In a text file, data are separated (or delimited) by a specific character, which in turn defines what sort of text file it is. The text file should broadly represent the format of the data frame.

variables should be in columns and sampling units in rows.
the first row should contain the variable names and if there are row names, these should be in the first column

The following examples illustrate the format of the abbreviated Mac Nally (1996) data set created as both comma delimited (left) and tab delimited (right) files as well as the corresponding read.table() commands used to import the files.

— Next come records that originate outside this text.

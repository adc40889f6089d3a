//! Admissible lower bounds for each elastic family.
//!
//! Every bound is at most the true distance for the band its envelope was
//! built with and for every narrower band. Bounds that take a `cutoff` may
//! stop summing once the partial sum reaches it; a partial sum of
//! non-negative terms is still a lower bound.

use crate::envelope::{SeriesEnvelope, outside};
use crate::series::TimeSeriesView;
use crate::stats::SeriesStats;

/// The per-series inputs a lower bound may read.
///
/// `envelope` must have been built for the band of the measure being
/// bounded (or a wider one). Bounds that need an envelope fall back to the
/// series' global extrema when it is absent.
#[derive(Debug, Clone, Copy)]
pub struct BoundInput<'a> {
    series: TimeSeriesView<'a>,
    stats: &'a SeriesStats,
    envelope: Option<&'a SeriesEnvelope>,
}

impl<'a> BoundInput<'a> {
    /// Bundle a series with its statistics.
    #[must_use]
    pub fn new(series: TimeSeriesView<'a>, stats: &'a SeriesStats) -> Self {
        Self {
            series,
            stats,
            envelope: None,
        }
    }

    /// Attach an envelope of this series.
    #[must_use]
    pub fn with_envelope(mut self, envelope: &'a SeriesEnvelope) -> Self {
        self.envelope = Some(envelope);
        self
    }

    #[must_use]
    pub fn series(&self) -> TimeSeriesView<'a> {
        self.series
    }

    #[must_use]
    pub fn stats(&self) -> &'a SeriesStats {
        self.stats
    }

    #[must_use]
    pub fn envelope(&self) -> Option<&'a SeriesEnvelope> {
        self.envelope
    }
}

/// Squared gap of each query point to the fixed interval `[lo, hi]`, scaled
/// by `scale`.
///
/// With the reference's global extrema this bounds DTW under any band, and
/// WDTW when `scale` is the smallest weight.
#[must_use]
pub fn lb_global(query: &[f64], lo: f64, hi: f64, scale: f64, cutoff: f64) -> f64 {
    let mut sum = 0.0;
    for &x in query {
        sum += scale * outside(x, lo, hi).powi(2);
        if sum >= cutoff {
            break;
        }
    }
    sum
}

/// LB_Keogh for ERP: each query point either matches a reference point inside
/// the envelope or is charged against the gap value, so the envelope is
/// widened to include `gap`.
#[must_use]
pub fn lb_erp(query: &[f64], envelope: &SeriesEnvelope, gap: f64, cutoff: f64) -> f64 {
    let n = query.len().min(envelope.len());
    let (upper, lower) = (envelope.upper(), envelope.lower());
    let mut sum = 0.0;
    for i in 0..n {
        sum += outside(query[i], lower[i].min(gap), upper[i].max(gap)).powi(2);
        if sum >= cutoff {
            break;
        }
    }
    sum
}

/// LCSS bound: only query points within `epsilon` of the envelope can match,
/// so `1 - candidates / len(query)` cannot exceed the distance.
///
/// Query points past the end of a shorter reference can still align with its
/// tail; they are tested against the last envelope step, which covers every
/// reference value such a point can reach.
///
/// Compares the gap itself against `epsilon` (rather than widening the
/// envelope by `epsilon`) so the test rounds exactly as the kernel's
/// `|a - b| <= epsilon` does.
#[must_use]
pub fn lb_lcss(query: &[f64], envelope: &SeriesEnvelope, epsilon: f64) -> f64 {
    let (upper, lower) = (envelope.upper(), envelope.lower());
    let Some(last) = envelope.len().checked_sub(1) else {
        return 0.0;
    };
    let candidates = query
        .iter()
        .enumerate()
        .filter(|&(i, &x)| {
            let k = i.min(last);
            outside(x, lower[k], upper[k]) <= epsilon
        })
        .count();
    1.0 - candidates as f64 / query.len() as f64
}

/// [`lb_lcss`] against the reference's global range.
#[must_use]
pub fn lb_lcss_global(query: &[f64], lo: f64, hi: f64, epsilon: f64) -> f64 {
    let candidates = query
        .iter()
        .filter(|&&x| outside(x, lo, hi) <= epsilon)
        .count();
    1.0 - candidates as f64 / query.len() as f64
}

/// Extremum term for one side of the MSM bound.
///
/// If `own`'s maximum exceeds `other`'s, some alignment step must produce the
/// first maximum of `own`: either a move costing at least the extremum gap,
/// or a split/merge out of its predecessor. A maximum at index 0 is already
/// covered by the first-value term and contributes nothing; the minimum is
/// handled symmetrically.
fn msm_side(own: &[f64], own_stats: &SeriesStats, other: &SeriesStats, c: f64) -> f64 {
    let mut term = 0.0;
    let i = own_stats.argmax();
    if own_stats.max() > other.max() && i > 0 {
        term += (own_stats.max() - other.max()).min(c + own[i] - own[i - 1]);
    }
    let j = own_stats.argmin();
    if own_stats.min() < other.min() && j > 0 {
        term += (other.min() - own_stats.min()).min(c + own[j - 1] - own[j]);
    }
    term
}

/// MSM bound: `|a_0 - b_0|` plus the larger of the query-side and
/// reference-side extremum terms.
///
/// Row-entry and column-entry steps of an alignment are disjoint from each
/// other and from the origin, so either side's term can be added to the
/// first-value term without counting any step twice.
#[must_use]
pub fn lb_msm(query: &BoundInput<'_>, reference: &BoundInput<'_>, c: f64) -> f64 {
    let (a, b) = (query.series.as_slice(), reference.series.as_slice());
    let rows = msm_side(a, query.stats, reference.stats, c);
    let cols = msm_side(b, reference.stats, query.stats, c);
    (a[0] - b[0]).abs() + rows.max(cols)
}

/// TWE bound: every reference point is entered either by a match with some
/// query value (at least its gap to the query's range) or by a deletion
/// (its step from the previous point plus `nu + lambda`).
#[must_use]
pub fn lb_twe(
    query_stats: &SeriesStats,
    reference: &[f64],
    nu: f64,
    lambda: f64,
    cutoff: f64,
) -> f64 {
    let (lo, hi) = (query_stats.min(), query_stats.max());
    let mut prev = 0.0;
    let mut sum = 0.0;
    for &x in reference {
        sum += outside(x, lo, hi).min((x - prev).abs() + nu + lambda);
        if sum >= cutoff {
            break;
        }
        prev = x;
    }
    sum
}

#[cfg(test)]
mod tests {
    use super::*;
    use crate::constraint::BandConstraint;
    use crate::lcss::Lcss;
    use crate::measure::ElasticDistance;
    use crate::series::TimeSeries;

    fn ts(values: &[f64]) -> TimeSeries {
        TimeSeries::new(values.to_vec()).unwrap()
    }

    #[test]
    fn msm_reference_value() {
        let a = ts(&[1.0, 3.0, 2.0, 5.0, 4.0]);
        let b = ts(&[2.0, 1.0, 4.0, 3.0, 6.0]);
        let (sa, sb) = (SeriesStats::compute(a.as_view()), SeriesStats::compute(b.as_view()));
        let lb = lb_msm(
            &BoundInput::new(a.as_view(), &sa),
            &BoundInput::new(b.as_view(), &sb),
            1.0,
        );
        assert_eq!(lb, 2.0);
    }

    #[test]
    fn msm_extremum_at_start_is_not_counted_twice() {
        let a = ts(&[10.0, 0.0, 0.0]);
        let b = ts(&[0.0, 0.0, 0.0]);
        let (sa, sb) = (SeriesStats::compute(a.as_view()), SeriesStats::compute(b.as_view()));
        let lb = lb_msm(
            &BoundInput::new(a.as_view(), &sa),
            &BoundInput::new(b.as_view(), &sb),
            1.0,
        );
        assert_eq!(lb, 10.0);
    }

    #[test]
    fn twe_reference_value() {
        let a = ts(&[1.0, 3.0, 2.0, 5.0, 4.0]);
        let sa = SeriesStats::compute(a.as_view());
        assert_eq!(lb_twe(&sa, &[2.0, 1.0, 4.0, 3.0, 6.0], 0.5, 1.0, f64::INFINITY), 1.0);
    }

    #[test]
    fn erp_gap_widens_envelope() {
        let b = ts(&[5.0, 5.0, 5.0]);
        let env = SeriesEnvelope::compute(b.as_view(), BandConstraint::SakoeChibaRadius(0));
        // 0.0 lies between the gap value and the envelope, so it costs nothing.
        assert_eq!(lb_erp(&[0.0, 0.0, 0.0], &env, 0.0, f64::INFINITY), 0.0);
        assert_eq!(lb_erp(&[7.0, 0.0, 0.0], &env, 0.0, f64::INFINITY), 4.0);
    }

    #[test]
    fn lcss_counts_points_within_tolerance() {
        let b = ts(&[0.0, 0.0, 0.0, 0.0]);
        let env = SeriesEnvelope::compute(b.as_view(), BandConstraint::SakoeChibaRadius(1));
        let lb = lb_lcss(&[0.1, 0.5, 2.0, -0.2], &env, 0.2);
        assert!((lb - 0.5).abs() < 1e-12);
        assert!((lb_lcss_global(&[0.1, 0.5, 2.0, -0.2], 0.0, 0.0, 0.2) - 0.5).abs() < 1e-12);
    }

    #[test]
    fn lcss_longer_query_reaches_reference_tail() {
        let a = ts(&[5.0, 5.0, 1.0, 1.0, 1.0]);
        let b = ts(&[1.0, 1.0, 1.0]);
        for constraint in [BandConstraint::Unconstrained, BandConstraint::SakoeChibaRadius(2)] {
            let env = SeriesEnvelope::compute(b.as_view(), constraint);
            let lb = lb_lcss(a.as_ref(), &env, 0.0);
            let d = Lcss::new(0.0)
                .unwrap()
                .with_constraint(constraint)
                .distance(a.as_view(), b.as_view())
                .unwrap()
                .value();
            assert!((d - 0.4).abs() < 1e-12, "{constraint:?}: distance {d}");
            assert!(lb <= d + 1e-12, "{constraint:?}: lb {lb} > distance {d}");
        }
    }

    #[test]
    fn global_bound_scales() {
        assert_eq!(lb_global(&[3.0, -1.0], 0.0, 1.0, 1.0, f64::INFINITY), 5.0);
        assert_eq!(lb_global(&[3.0, -1.0], 0.0, 1.0, 0.5, f64::INFINITY), 2.5);
        assert_eq!(lb_global(&[3.0, -1.0], 0.0, 1.0, 1.0, 3.0), 4.0);
    }
}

Obtain the necessary files (macnally.csv, macnally.txt) by either:

clicking on this link and this link OR

from inside R, run execute the following (will download the files to your home directory):

download.file('http://www.flutterbys.com.au/stats/downloads/data/macnally.csv', '~/macnally.csv')

Note, the following examples assume that the current working directory contains the data sets (macnally.csv and macnally.txt). If the current working directory (can be checked with the getwd() function) does not contain these files, then either:

include the full path name (or path relative to the current working directory) as the filename argument
change the current working directory of your session prior to continuing (use the setwd() function
copy and paste the files into the current working directory

Comma delimited text file *.csv

Tab delimited text file *.txt

,HABITAT,GST,EYR
Reedy Lake,Mixed,3.4,0.0
Pearcedale,Gipps.Manna,3.4,9.2
Warneet,Gipps.Manna,8.4,3.8
Cranbourne,Gipps.Manna,3.0,5.0
....

				  
				  HABITAT GST EYR
				  Reedy Lake Mixed 3.4 0.0
				  Pearcedale Gipps.Manna 3.4 9.2
				  Warneet Gipps.Manna 8.4 3.8
				  Cranbourne Gipps.Manna 3.0 5.0
				  ....

MACNALLY <- read.table('macnally.csv', header=T,
  row.names=1, sep=',', strip.white=TRUE)

MACNALLY <- read.table('macnally.txt', header=T,
  row.names=1, sep='\t', strip.white=TRUE)

The read.table() function accommodates the importation of a broad range of text file that basically represent a table or data. There are also more specific versions (read.csv() and read.delim()) that use different defaults as appropriate for reading in comma and tab delimited files respectively. Fixed with delimited text files can be read in with the read.fwf() function.

The strip.white=TRUE argument indicates that leading and trailing spaces should be removed from all the data. This is important as often spreadsheets (I'm looking at you Excel), add spaces before or after words (in particular). These are invisible, yet can cause huge headaches when running analyses or graphing..

Full path

In the above code snippets, the files were assumed to be in the current working directory. Lets instead read in the macnally.csv file from a different location by including the full path.

MACNALLY <- read.table('/home/murray/Work/stats/downloads/data/macnally.csv', header=T, row.names=1,
  sep=',', strip.white=TRUE)

Relative path

# go into a sub-directory of the current directory
MACNALLY <- read.table('data/macnally.csv', header=T, row.names=1, sep=',', strip.white=TRUE)
# go out of the current directory and into a sibling directory
MACNALLY <- read.table('../data/macnally.csv', header=T, row.names=1, sep=',', strip.white=TRUE)

URL

MACNALLY <- read.table(
  url('http://www.flutterbys.com.au/stats/downloads/data/macnally.csv'),
  header=T, row.names=1, sep=',', strip.white=TRUE)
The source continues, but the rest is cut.